- Opening Delimiter -

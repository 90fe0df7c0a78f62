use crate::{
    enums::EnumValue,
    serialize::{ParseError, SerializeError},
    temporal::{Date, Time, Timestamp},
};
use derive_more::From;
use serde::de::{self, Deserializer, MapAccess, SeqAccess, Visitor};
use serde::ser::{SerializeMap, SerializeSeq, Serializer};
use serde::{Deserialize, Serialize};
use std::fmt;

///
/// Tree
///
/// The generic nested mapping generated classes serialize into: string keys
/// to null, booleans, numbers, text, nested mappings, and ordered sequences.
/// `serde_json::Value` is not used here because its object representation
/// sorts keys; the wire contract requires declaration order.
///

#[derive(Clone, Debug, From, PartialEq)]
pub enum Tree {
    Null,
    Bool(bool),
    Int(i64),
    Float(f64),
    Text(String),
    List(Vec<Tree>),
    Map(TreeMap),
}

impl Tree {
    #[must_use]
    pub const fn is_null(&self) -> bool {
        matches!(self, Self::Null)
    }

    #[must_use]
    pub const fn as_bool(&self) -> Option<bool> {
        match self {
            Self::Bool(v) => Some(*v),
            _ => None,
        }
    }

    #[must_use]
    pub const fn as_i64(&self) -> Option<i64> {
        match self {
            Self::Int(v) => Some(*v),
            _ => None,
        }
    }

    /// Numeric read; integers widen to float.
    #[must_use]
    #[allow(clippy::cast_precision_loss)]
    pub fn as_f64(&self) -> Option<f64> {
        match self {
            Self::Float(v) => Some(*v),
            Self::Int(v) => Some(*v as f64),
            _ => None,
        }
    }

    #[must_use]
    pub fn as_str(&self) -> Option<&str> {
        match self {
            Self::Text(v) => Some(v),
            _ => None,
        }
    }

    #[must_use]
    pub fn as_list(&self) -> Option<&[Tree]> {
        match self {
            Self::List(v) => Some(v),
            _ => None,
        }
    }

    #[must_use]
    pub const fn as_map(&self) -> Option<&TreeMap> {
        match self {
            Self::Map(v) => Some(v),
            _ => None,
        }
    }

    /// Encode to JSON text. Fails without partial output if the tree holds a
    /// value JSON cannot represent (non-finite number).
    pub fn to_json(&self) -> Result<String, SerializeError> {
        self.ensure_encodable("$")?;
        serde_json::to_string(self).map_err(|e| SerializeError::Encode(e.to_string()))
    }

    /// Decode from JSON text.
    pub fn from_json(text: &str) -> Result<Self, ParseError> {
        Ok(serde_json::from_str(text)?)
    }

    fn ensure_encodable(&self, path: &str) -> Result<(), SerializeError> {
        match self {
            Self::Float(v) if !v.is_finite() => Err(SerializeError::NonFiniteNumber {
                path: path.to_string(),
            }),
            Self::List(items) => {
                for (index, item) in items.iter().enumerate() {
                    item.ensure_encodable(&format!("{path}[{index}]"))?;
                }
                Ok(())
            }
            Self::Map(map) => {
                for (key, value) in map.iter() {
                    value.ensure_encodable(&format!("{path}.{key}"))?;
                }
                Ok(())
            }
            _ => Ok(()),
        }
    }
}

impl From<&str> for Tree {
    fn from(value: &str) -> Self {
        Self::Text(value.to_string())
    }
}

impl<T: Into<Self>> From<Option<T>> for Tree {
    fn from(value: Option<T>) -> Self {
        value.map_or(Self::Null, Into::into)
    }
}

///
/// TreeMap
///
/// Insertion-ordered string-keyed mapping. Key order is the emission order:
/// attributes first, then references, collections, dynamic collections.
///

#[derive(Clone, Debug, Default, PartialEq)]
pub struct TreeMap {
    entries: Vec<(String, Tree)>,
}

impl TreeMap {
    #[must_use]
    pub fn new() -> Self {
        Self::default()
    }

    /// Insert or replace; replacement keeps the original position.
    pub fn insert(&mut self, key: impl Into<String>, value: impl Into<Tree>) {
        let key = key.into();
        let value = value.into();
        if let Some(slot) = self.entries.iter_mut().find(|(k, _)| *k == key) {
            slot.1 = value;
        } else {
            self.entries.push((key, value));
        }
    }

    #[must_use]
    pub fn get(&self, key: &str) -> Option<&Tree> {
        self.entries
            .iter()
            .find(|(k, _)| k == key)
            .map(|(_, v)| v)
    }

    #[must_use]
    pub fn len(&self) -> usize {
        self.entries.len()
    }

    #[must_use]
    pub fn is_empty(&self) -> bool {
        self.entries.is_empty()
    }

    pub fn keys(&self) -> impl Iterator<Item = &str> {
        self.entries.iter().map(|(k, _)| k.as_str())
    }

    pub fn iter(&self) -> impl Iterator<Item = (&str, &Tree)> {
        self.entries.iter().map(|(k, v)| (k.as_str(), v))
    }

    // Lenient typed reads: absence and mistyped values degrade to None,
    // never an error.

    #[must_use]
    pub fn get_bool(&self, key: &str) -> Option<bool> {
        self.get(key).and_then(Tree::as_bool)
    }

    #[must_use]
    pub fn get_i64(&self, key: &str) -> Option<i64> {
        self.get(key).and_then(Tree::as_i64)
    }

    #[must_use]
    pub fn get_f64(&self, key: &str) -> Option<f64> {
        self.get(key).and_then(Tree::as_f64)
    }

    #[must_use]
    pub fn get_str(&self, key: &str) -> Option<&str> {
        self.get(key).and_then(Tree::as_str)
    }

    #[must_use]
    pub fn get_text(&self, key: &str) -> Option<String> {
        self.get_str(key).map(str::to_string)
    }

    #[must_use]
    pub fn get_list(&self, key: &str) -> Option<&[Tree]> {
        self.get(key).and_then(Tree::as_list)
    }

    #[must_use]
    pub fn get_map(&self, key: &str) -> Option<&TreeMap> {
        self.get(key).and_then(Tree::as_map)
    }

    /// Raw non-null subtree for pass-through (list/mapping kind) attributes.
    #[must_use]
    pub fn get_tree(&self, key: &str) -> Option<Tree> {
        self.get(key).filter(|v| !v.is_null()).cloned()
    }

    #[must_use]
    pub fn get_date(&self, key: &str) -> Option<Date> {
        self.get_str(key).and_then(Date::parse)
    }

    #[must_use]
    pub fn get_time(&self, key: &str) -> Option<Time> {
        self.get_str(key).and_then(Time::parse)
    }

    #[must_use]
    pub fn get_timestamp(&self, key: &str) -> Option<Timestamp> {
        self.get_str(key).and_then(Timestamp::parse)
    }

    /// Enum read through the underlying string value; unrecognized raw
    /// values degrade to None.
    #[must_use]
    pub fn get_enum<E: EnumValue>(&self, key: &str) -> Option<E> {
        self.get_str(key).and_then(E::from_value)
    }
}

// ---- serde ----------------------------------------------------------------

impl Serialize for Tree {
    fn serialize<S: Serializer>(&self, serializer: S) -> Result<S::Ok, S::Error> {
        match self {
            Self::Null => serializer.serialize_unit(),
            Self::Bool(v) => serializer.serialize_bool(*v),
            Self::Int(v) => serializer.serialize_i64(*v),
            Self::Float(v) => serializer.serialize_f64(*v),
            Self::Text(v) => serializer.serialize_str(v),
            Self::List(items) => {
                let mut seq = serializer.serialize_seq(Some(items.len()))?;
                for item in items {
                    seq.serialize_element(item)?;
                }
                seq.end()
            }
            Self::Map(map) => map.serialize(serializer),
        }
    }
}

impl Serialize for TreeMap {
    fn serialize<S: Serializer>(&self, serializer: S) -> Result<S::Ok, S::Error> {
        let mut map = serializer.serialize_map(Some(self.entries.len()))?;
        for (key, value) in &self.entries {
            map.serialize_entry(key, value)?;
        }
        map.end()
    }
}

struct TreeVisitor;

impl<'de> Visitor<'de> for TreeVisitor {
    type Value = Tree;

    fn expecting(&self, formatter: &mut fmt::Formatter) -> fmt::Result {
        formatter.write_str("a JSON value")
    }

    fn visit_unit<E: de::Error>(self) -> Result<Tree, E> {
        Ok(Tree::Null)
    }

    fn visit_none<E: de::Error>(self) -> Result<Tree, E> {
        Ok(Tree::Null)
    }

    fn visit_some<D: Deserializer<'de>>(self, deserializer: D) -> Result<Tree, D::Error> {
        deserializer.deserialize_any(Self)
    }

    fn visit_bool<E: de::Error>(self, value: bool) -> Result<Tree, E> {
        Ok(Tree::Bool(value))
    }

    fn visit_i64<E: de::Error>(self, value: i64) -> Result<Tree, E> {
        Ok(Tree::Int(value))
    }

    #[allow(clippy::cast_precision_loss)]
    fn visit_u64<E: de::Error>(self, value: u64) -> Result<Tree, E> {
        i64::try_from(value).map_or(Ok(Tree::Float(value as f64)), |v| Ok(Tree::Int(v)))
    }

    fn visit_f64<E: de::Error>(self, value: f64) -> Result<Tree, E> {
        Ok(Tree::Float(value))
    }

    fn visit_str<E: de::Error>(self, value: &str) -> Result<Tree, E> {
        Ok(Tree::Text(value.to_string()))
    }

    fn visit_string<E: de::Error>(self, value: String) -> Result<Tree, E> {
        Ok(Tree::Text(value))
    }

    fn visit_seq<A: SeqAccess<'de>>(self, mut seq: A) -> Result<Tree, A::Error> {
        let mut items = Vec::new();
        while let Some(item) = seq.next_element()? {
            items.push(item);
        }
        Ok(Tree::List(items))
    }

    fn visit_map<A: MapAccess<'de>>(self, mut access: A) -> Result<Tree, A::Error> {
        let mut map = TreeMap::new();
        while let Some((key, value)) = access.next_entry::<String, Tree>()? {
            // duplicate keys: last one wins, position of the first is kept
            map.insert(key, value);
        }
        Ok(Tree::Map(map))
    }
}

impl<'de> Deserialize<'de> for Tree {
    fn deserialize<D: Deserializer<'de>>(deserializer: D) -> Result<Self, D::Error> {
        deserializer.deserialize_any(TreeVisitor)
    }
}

- Closing Delimiter -
- Opening Delimiter -

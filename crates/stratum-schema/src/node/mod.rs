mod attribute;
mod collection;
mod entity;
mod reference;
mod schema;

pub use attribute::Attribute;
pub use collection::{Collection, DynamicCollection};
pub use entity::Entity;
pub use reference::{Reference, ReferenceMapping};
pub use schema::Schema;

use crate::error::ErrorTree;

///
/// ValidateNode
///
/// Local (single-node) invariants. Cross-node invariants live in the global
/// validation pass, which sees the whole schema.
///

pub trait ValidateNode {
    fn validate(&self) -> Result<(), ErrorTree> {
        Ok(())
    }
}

- Closing Delimiter -

## Required work
Once you find the line with "for (key, value) in map.iter()" in the entries above, output it and each line after it up to and including the line with "pub fn get_i64(&self, key: &str)", and nothing else.

## The completed task
                for (key, value) in map.iter() {
                    value.ensure_encodable(&format!("{path}.{key}"))?;
                }
                Ok(())
            }
            _ => Ok(()),
        }
    }
}

impl From<&str> for Tree {
    fn from(value: &str) -> Self {
        Self::Text(value.to_string())
    }
}

impl<T: Into<Self>> From<Option<T>> for Tree {
    fn from(value: Option<T>) -> Self {
        value.map_or(Self::Null, Into::into)
    }
}

///
/// TreeMap
///
/// Insertion-ordered string-keyed mapping. Key order is the emission order:
/// attributes first, then references, collections, dynamic collections.
///

#[derive(Clone, Debug, Default, PartialEq)]
pub struct TreeMap {
    entries: Vec<(String, Tree)>,
}

impl TreeMap {
    #[must_use]
    pub fn new() -> Self {
        Self::default()
    }

    /// Insert or replace; replacement keeps the original position.
    pub fn insert(&mut self, key: impl Into<String>, value: impl Into<Tree>) {
        let key = key.into();
        let value = value.into();
        if let Some(slot) = self.entries.iter_mut().find(|(k, _)| *k == key) {
            slot.1 = value;
        } else {
            self.entries.push((key, value));
        }
    }

    #[must_use]
    pub fn get(&self, key: &str) -> Option<&Tree> {
        self.entries
            .iter()
            .find(|(k, _)| k == key)
            .map(|(_, v)| v)
    }

    #[must_use]
    pub fn len(&self) -> usize {
        self.entries.len()
    }

    #[must_use]
    pub fn is_empty(&self) -> bool {
        self.entries.is_empty()
    }

    pub fn keys(&self) -> impl Iterator<Item = &str> {
        self.entries.iter().map(|(k, _)| k.as_str())
    }

    pub fn iter(&self) -> impl Iterator<Item = (&str, &Tree)> {
        self.entries.iter().map(|(k, v)| (k.as_str(), v))
    }

    // Lenient typed reads: absence and mistyped values degrade to None,
    // never an error.

    #[must_use]
    pub fn get_bool(&self, key: &str) -> Option<bool> {
        self.get(key).and_then(Tree::as_bool)
    }

    #[must_use]
    pub fn get_i64(&self, key: &str) -> Option<i64> {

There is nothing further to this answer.